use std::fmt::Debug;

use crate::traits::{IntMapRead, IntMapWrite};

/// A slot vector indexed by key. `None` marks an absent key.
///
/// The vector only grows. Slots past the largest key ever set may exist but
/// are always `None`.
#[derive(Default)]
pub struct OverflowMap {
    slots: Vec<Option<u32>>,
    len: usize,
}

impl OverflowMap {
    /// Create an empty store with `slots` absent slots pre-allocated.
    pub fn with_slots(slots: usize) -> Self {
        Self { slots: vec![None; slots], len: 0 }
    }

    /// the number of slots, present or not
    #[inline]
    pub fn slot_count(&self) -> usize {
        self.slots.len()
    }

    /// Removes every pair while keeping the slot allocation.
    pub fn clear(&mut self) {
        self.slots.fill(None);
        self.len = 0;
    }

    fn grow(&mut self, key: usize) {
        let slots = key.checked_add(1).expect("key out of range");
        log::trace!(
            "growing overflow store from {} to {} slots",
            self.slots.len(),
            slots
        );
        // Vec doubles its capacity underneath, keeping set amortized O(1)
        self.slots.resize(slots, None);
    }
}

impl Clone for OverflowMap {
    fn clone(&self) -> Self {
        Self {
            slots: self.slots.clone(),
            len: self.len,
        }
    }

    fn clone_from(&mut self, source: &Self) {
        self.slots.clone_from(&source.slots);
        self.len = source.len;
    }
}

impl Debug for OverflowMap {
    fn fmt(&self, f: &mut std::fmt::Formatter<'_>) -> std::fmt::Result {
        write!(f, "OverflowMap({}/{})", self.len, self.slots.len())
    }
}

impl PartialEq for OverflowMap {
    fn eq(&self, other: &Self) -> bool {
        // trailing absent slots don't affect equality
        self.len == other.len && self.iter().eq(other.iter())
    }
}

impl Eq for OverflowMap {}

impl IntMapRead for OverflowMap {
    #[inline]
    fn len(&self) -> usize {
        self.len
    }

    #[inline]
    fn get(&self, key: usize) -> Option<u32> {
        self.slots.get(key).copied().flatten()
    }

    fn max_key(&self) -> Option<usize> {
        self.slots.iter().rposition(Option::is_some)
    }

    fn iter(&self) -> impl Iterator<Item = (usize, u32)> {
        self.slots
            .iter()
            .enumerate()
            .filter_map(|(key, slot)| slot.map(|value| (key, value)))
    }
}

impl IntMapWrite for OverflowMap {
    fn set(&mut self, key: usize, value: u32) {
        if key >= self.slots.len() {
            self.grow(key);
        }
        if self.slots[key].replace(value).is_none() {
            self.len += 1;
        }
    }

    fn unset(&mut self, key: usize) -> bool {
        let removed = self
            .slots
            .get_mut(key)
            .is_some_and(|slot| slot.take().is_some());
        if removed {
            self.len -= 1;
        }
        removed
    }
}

◆ EXERCISE:
A verbatim copy of the listing above, starting from the line with "fn max_key(&self) ->" and running to its last line, is the only output needed.

◆ PROBLEM SOLUTION:
    fn max_key(&self) -> Option<usize> {
        self.slots.iter().rposition(Option::is_some)
    }

    fn iter(&self) -> impl Iterator<Item = (usize, u32)> {
        self.slots
            .iter()
            .enumerate()
            .filter_map(|(key, slot)| slot.map(|value| (key, value)))
    }
}

impl IntMapWrite for OverflowMap {
    fn set(&mut self, key: usize, value: u32) {
        if key >= self.slots.len() {
            self.grow(key);
        }
        if self.slots[key].replace(value).is_none() {
            self.len += 1;
        }
    }

    fn unset(&mut self, key: usize) -> bool {
        let removed = self
            .slots
            .get_mut(key)
            .is_some_and(|slot| slot.take().is_some());
        if removed {
            self.len -= 1;
        }
        removed
    }
}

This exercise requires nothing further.